#### What needs to be done:
Among the records below, find each line that includes the string "PartialEq" and copy it.

· · · · ·

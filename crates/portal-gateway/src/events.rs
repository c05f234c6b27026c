//! Session events
//!
//! The gateway owns session validity but not what happens afterwards:
//! when a refresh fails for good, UI and routing layers need to wipe
//! local state and send the user back to a login surface. That hand-off
//! is a broadcast subscription rather than a callback so any number of
//! listeners can attach without the gateway knowing them.

use tokio::sync::broadcast;
use tracing::debug;

/// Subscriber buffer size. Listeners react to a single terminal event,
/// so a small buffer is plenty.
const EVENT_CAPACITY: usize = 16;

/// Process-wide session lifecycle events.
#[derive(Debug, Clone, Copy, PartialEq, Eq)]
pub enum SessionEvent {
    /// The session is irrecoverably invalid: the refresh credential was
    /// rejected or lost. Subscribers should drop local session state and
    /// route the user to a login surface.
    Unauthorized,
}

/// Broadcast fan-out for session events, owned by the gateway.
pub(crate) struct SessionEvents {
    sender: broadcast::Sender<SessionEvent>,
}

impl SessionEvents {
    pub(crate) fn new() -> Self {
        let (sender, _) = broadcast::channel(EVENT_CAPACITY);
        Self { sender }
    }

    pub(crate) fn subscribe(&self) -> broadcast::Receiver<SessionEvent> {
        self.sender.subscribe()
    }

    /// Emit the unauthorized signal. A refresh failure emits this exactly
    /// once, however many requests were parked behind the refresh.
    pub(crate) fn emit_unauthorized(&self) {
        // send only fails when no subscriber exists; the signal is
        // advisory, so that is not an error.
        if self.sender.send(SessionEvent::Unauthorized).is_err() {
            debug!("unauthorized event emitted with no subscribers");
        }
    }
}
// File: src/main.rs
// Purpose: Report service entry point

mod cors;
mod extract;
mod handlers;

use anyhow::{Context, Result};
use handlers::{router, AppState};
use reqbind::{Catalogs, Config};
use tracing::{info, warn};
use tracing_subscriber::EnvFilter;

#[tokio::main]
async fn main() -> Result<()> {
    dotenvy::dotenv().ok();

    tracing_subscriber::fmt()
        .with_env_filter(EnvFilter::try_from_default_env().unwrap_or_else(|_| EnvFilter::new("info")))
        .init();

    let mut config = Config::load_default().unwrap_or_else(|e| {
        warn!(error = %e, "failed to load config, using defaults");
        Config::default()
    });

    // Environment overrides
    if let Some(bundle) = std::env::var("BUNDLE_ERRORS").ok().and_then(|v| v.parse::<bool>().ok()) {
        config.validation.bundle_errors = bundle;
    }
    if let Some(port) = std::env::var("PORT").ok().and_then(|v| v.parse::<u16>().ok()) {
        config.server.port = port;
    }

    let catalogs = Catalogs::standard();
    catalogs
        .for_locale(&config.validation.locale)
        .with_context(|| format!("no error catalog for locale {:?}", config.validation.locale))?;

    info!(
        locale = %config.validation.locale,
        bundle_errors = config.validation.bundle_errors,
        "validation defaults"
    );

    let cors = cors::cors_layer(&config.cors);
    let app = router(AppState::new(catalogs, config.validation.clone())).layer(cors);

    let addr = format!("{}:{}", config.server.host, config.server.port);
    let listener = tokio::net::TcpListener::bind(&addr)
        .await
        .with_context(|| format!("failed to bind {}", addr))?;
    info!("Server running at http://{}", addr);
    axum::serve(listener, app).await.context("server error")?;

    Ok(())
}
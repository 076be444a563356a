// File: src/extract.rs
// Purpose: Build validation buckets from an incoming request

use axum::body::Bytes;
use axum::http::{header, HeaderMap, Method};
use reqbind::{Bucket, Location, SourceBuckets};
use serde_json::Value as JsonValue;
use std::collections::HashMap;

/// Bucket a route's rules should read from for `method`
pub fn body_location(method: &Method, headers: &HeaderMap) -> Location {
    if *method == Method::GET {
        return Location::Query;
    }
    match content_type(headers) {
        Some(ct) if ct.contains("application/x-www-form-urlencoded") => Location::Form,
        _ => Location::Json,
    }
}

fn content_type(headers: &HeaderMap) -> Option<&str> {
    headers.get(header::CONTENT_TYPE)?.to_str().ok()
}

/// Split the request into query, JSON and form buckets.
/// A JSON body that does not parse is an error.
pub fn request_buckets(
    method: &Method,
    headers: &HeaderMap,
    query: HashMap<String, String>,
    body: &Bytes,
) -> Result<SourceBuckets, serde_json::Error> {
    let buckets = SourceBuckets::new().with_query(Bucket::from_strings(query));

    if !(*method == Method::POST || *method == Method::PUT || *method == Method::PATCH) {
        return Ok(buckets);
    }

    Ok(match content_type(headers) {
        Some(ct) if ct.contains("application/json") => {
            let json = serde_json::from_slice::<JsonValue>(body)?;
            buckets.with_json(Bucket::from_json(json))
        }
        Some(ct) if ct.contains("application/x-www-form-urlencoded") => {
            buckets.with_form(Bucket::from_strings(parse_form(body)))
        }
        _ => buckets,
    })
}

fn parse_form(body: &Bytes) -> HashMap<String, String> {
    let form_str = String::from_utf8_lossy(body);
    form_str
        .split('&')
        .filter_map(|pair| {
            pair.split_once('=').map(|(k, v)| {
                (
                    urlencoding::decode(&k.replace('+', " ")).unwrap_or_default().to_string(),
                    urlencoding::decode(&v.replace('+', " ")).unwrap_or_default().to_string(),
                )
            })
        })
        .collect()
}
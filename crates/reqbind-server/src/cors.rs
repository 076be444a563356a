// File: src/cors.rs
// Purpose: CORS layer built from the [cors] config section

use axum::http::HeaderValue;
use reqbind::config::CorsConfig;
use tower_http::cors::{AllowHeaders, AllowMethods, AllowOrigin, CorsLayer};
use tracing::warn;

/// Build the CORS layer. `*` allows any origin unless credentials are
/// allowed, in which case it is ignored. Invalid origins are skipped.
pub fn cors_layer(config: &CorsConfig) -> CorsLayer {
    let wildcard = config.allowed_origins.iter().any(|origin| origin == "*");
    if wildcard && config.allow_credentials {
        warn!("ignoring wildcard CORS origin while credentials are allowed");
    }

    let allow_origin = if wildcard && !config.allow_credentials {
        AllowOrigin::any()
    } else {
        let origins: Vec<HeaderValue> = config
            .allowed_origins
            .iter()
            .filter(|origin| origin.as_str() != "*")
            .filter_map(|origin| match HeaderValue::from_str(origin) {
                Ok(value) => Some(value),
                Err(_) => {
                    warn!(%origin, "ignoring invalid CORS origin");
                    None
                }
            })
            .collect();
        AllowOrigin::list(origins)
    };

    CorsLayer::new()
        .allow_origin(allow_origin)
        .allow_methods(AllowMethods::mirror_request())
        .allow_headers(AllowHeaders::mirror_request())
        .allow_credentials(config.allow_credentials)
}
impl ValidationSession {
    /// Create a fail-fast session over an explicit catalog
    pub fn new(catalog: Arc<ErrorCatalog>, buckets: SourceBuckets) -> Self {
        Self {
            catalog,
            bundle_errors: false,
            rules: Vec::new(),
            buckets,
            clock: Arc::new(local_now),
        }
    }

    /// Create a session using the catalog registered for `locale`
    pub fn for_locale(
        catalogs: &Catalogs,
        locale: &str,
        buckets: SourceBuckets,
    ) -> Result<Self, CatalogError> {
        Ok(Self::new(catalogs.for_locale(locale)?, buckets))
    }

    /// Collect every rule's errors instead of stopping at the first
    pub fn bundle_errors(mut self, bundle: bool) -> Self {
        self.bundle_errors = bundle;
        self
    }

    /// Replace the clock used by the date helpers
    pub fn with_clock<F>(mut self, clock: F) -> Self
    where
        F: Fn() -> NaiveDateTime + Send + Sync + 'static,
    {
        self.clock = Arc::new(clock);
        self
    }

    pub fn with_rule(mut self, rule: FieldRule) -> Self {
        self.add_rule(rule);
        self
    }

    pub fn is_bundling(&self) -> bool {
        self.bundle_errors
    }

    pub fn catalog(&self) -> &ErrorCatalog {
        &self.catalog
    }

    pub fn buckets(&self) -> &SourceBuckets {
        &self.buckets
    }

    pub fn rules(&self) -> &[FieldRule] {
        &self.rules
    }

    pub(crate) fn now(&self) -> NaiveDateTime {
        (self.clock)()
    }

    /// Append a rule
    pub fn add_rule(&mut self, rule: FieldRule) {
        if self.rules.iter().any(|r| r.name == rule.name) {
            debug!(field = %rule.name, "registering another rule for an existing field");
        }
        self.rules.push(rule);
    }

    /// Remove every rule registered under `name`
    pub fn remove_rule(&mut self, name: &str) {
        self.rules.retain(|rule| rule.name != name);
    }

    /// Catalog descriptor for a symbolic code
    pub fn message_for(&self, code: &str) -> Result<ErrorDescriptor, ValidationError> {
        self.lookup(&ErrorKey::code(code))
    }

    /// Build the rejection for `code`, attached to `field` when given and with
    /// `message` replacing the catalog text when given
    pub fn abort_with_message(
        &self,
        code: &str,
        field: Option<&str>,
        message: Option<&str>,
    ) -> ValidationError {
        match self.message_for(code) {
            Ok(mut descriptor) => {
                if let Some(field) = field {
                    descriptor.field = Some(field.to_string());
                }
                self.reject(descriptor.with_message(message))
            }
            Err(err) => err,
        }
    }

    /// Shape one descriptor according to the bundle flag
    pub(crate) fn reject(&self, descriptor: ErrorDescriptor) -> ValidationError {
        ValidationError::Rejected(Envelope::one(descriptor, self.bundle_errors))
    }

    pub(crate) fn lookup(&self, key: &ErrorKey) -> Result<ErrorDescriptor, ValidationError> {
        self.catalog.lookup(key).map_err(|err| {
            error!(error = %err, "error catalog lookup failed");
            ValidationError::Internal(err)
        })
    }

    /// Run every rule against the request buckets
    pub fn bind(&self) -> Result<BoundData, ValidationError> {
        let mut data = BoundData::new();
        let mut errors: Vec<ErrorDescriptor> = Vec::new();

        for rule in &self.rules {
            let before = errors.len();
            let bound = self.bind_rule(rule, &mut errors)?;
            data.values.insert(rule.name.clone(), bound);

            if errors.len() > before {
                debug!(
                    field = %rule.name,
                    location = %rule.location,
                    errors = errors.len() - before,
                    "argument rejected"
                );
                if !self.bundle_errors {
                    break;
                }
            }
        }

        match Envelope::shape(errors, self.bundle_errors) {
            Some(envelope) => {
                debug!(errors = envelope.len(), "binding failed");
                Err(ValidationError::Rejected(envelope))
            }
            None => {
                debug!(fields = data.len(), "binding succeeded");
                Ok(data)
            }
        }
    }

    /// Evaluate one rule, appending its errors and returning the working value
    fn bind_rule(
        &self,
        rule: &FieldRule,
        errors: &mut Vec<ErrorDescriptor>,
    ) -> Result<Value, ValidationError> {
        let mut value = self
            .buckets
            .resolve(rule.location, &rule.name)
            .cloned()
            .unwrap_or(Value::Null);
        let message = rule.message.as_deref();

        if let (true, Some(transform)) = (value.is_present(), &rule.transform) {
            match transform(&value) {
                Ok(transformed) => value = transformed,
                Err(reason) => {
                    debug!(field = %rule.name, %reason, "transform failed");
                    let descriptor = self.lookup(&ErrorKey::code(rule.code.as_str()))?;
                    errors.push(descriptor.with_field(rule.name.as_str()).with_message(message));
                }
            }
        }

        if rule.required && value.is_missing() {
            let descriptor = self.lookup(&ErrorKey::code(codes::INPUT_REQUIRED))?;
            errors.push(descriptor.with_field(rule.name.as_str()).with_message(message));
        }

        if let Some(value_type) = rule.cast {
            // Absent values are cast as the empty string
            if value == Value::Null {
                value = Value::String(String::new());
            }
            match value_type.cast(&value) {
                Some(cast) => value = cast,
                None => {
                    let descriptor = self.lookup(&ErrorKey::Type(value_type))?;
                    errors.push(descriptor.with_field(rule.name.as_str()));
                }
            }
        }

        Ok(value)
    }
}
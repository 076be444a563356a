// File: src/request_context.rs
// Purpose: Named buckets of raw request parameters that rules read from

use crate::value::Value;
use serde_json::Value as JsonValue;
use std::collections::HashMap;
use std::fmt;

/// Which bucket a rule reads its argument from
#[derive(Debug, Clone, Copy, PartialEq, Eq, Hash)]
pub enum Location {
    /// Query string parameters (`?key=value`)
    Query,
    /// Parsed JSON request body
    Json,
    /// Form-encoded request body
    Form,
}

impl Location {
    pub fn as_str(&self) -> &'static str {
        match self {
            Location::Query => "query",
            Location::Json => "json",
            Location::Form => "form",
        }
    }
}

impl fmt::Display for Location {
    fn fmt(&self, f: &mut fmt::Formatter<'_>) -> fmt::Result {
        f.write_str(self.as_str())
    }
}

/// One group of raw key/value parameters
#[derive(Debug, Clone, Default, PartialEq)]
pub struct Bucket {
    params: HashMap<String, Value>,
}

impl Bucket {
    /// Create an empty bucket
    pub fn new() -> Self {
        Self::default()
    }

    /// Create from string pairs, as delivered by a query string or a form.
    /// Values are stored exactly as received.
    pub fn from_strings(params: HashMap<String, String>) -> Self {
        let params = params
            .into_iter()
            .map(|(k, v)| (k, Value::String(v)))
            .collect();

        Self { params }
    }

    /// Create from a JSON body. Only top-level object keys become entries;
    /// values keep their JSON type.
    pub fn from_json(json: JsonValue) -> Self {
        let params = match json {
            JsonValue::Object(map) => map
                .into_iter()
                .map(|(key, value)| (key, Value::from(value)))
                .collect(),
            _ => HashMap::new(),
        };

        Self { params }
    }

    /// Insert or replace an entry
    pub fn insert(&mut self, key: impl Into<String>, value: impl Into<Value>) {
        self.params.insert(key.into(), value.into());
    }

    /// Builder-style insert
    pub fn with(mut self, key: impl Into<String>, value: impl Into<Value>) -> Self {
        self.insert(key, value);
        self
    }

    /// Get a raw entry
    pub fn get(&self, key: &str) -> Option<&Value> {
        self.params.get(key)
    }

    /// Get a string entry
    pub fn get_str(&self, key: &str) -> Option<&str> {
        self.params.get(key)?.as_str()
    }

    /// Check if an entry exists
    pub fn has(&self, key: &str) -> bool {
        self.params.contains_key(key)
    }

    /// Get all entry names
    pub fn keys(&self) -> Vec<&String> {
        self.params.keys().collect()
    }

    pub fn len(&self) -> usize {
        self.params.len()
    }

    pub fn is_empty(&self) -> bool {
        self.params.is_empty()
    }

    /// Get as HashMap
    pub fn as_map(&self) -> &HashMap<String, Value> {
        &self.params
    }
}

impl FromIterator<(String, Value)> for Bucket {
    fn from_iter<I: IntoIterator<Item = (String, Value)>>(iter: I) -> Self {
        Self {
            params: iter.into_iter().collect(),
        }
    }
}

/// Every bucket a session can read from
#[derive(Debug, Clone, Default)]
pub struct SourceBuckets {
    pub query: Bucket,
    pub json: Bucket,
    pub form: Bucket,
}

impl SourceBuckets {
    pub fn new() -> Self {
        Self::default()
    }

    pub fn with_query(mut self, query: Bucket) -> Self {
        self.query = query;
        self
    }

    pub fn with_json(mut self, json: Bucket) -> Self {
        self.json = json;
        self
    }

    pub fn with_form(mut self, form: Bucket) -> Self {
        self.form = form;
        self
    }

    pub fn bucket(&self, location: Location) -> &Bucket {
        match location {
            Location::Query => &self.query,
            Location::Json => &self.json,
            Location::Form => &self.form,
        }
    }

    /// Find the raw entry for `name`, starting at `location`.
    ///
    /// When the declared bucket has no entry the lookup falls back to the
    /// query bucket and then the JSON bucket, each only if non-empty, so a
    /// single rule accepts either query-string or body-encoded input.
    pub fn resolve(&self, location: Location, name: &str) -> Option<&Value> {
        self.bucket(location)
            .get(name)
            .or_else(|| Self::non_empty(&self.query).and_then(|b| b.get(name)))
            .or_else(|| Self::non_empty(&self.json).and_then(|b| b.get(name)))
    }

    fn non_empty(bucket: &Bucket) -> Option<&Bucket> {
        (!bucket.is_empty()).then_some(bucket)
    }
}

· · · · ·

#### Response area:
#[derive(Debug, Clone, Copy, PartialEq, Eq)]
#[derive(Debug, Clone, Copy, PartialEq, Eq, Hash)]
#[derive(Debug, Clone, Default, PartialEq)]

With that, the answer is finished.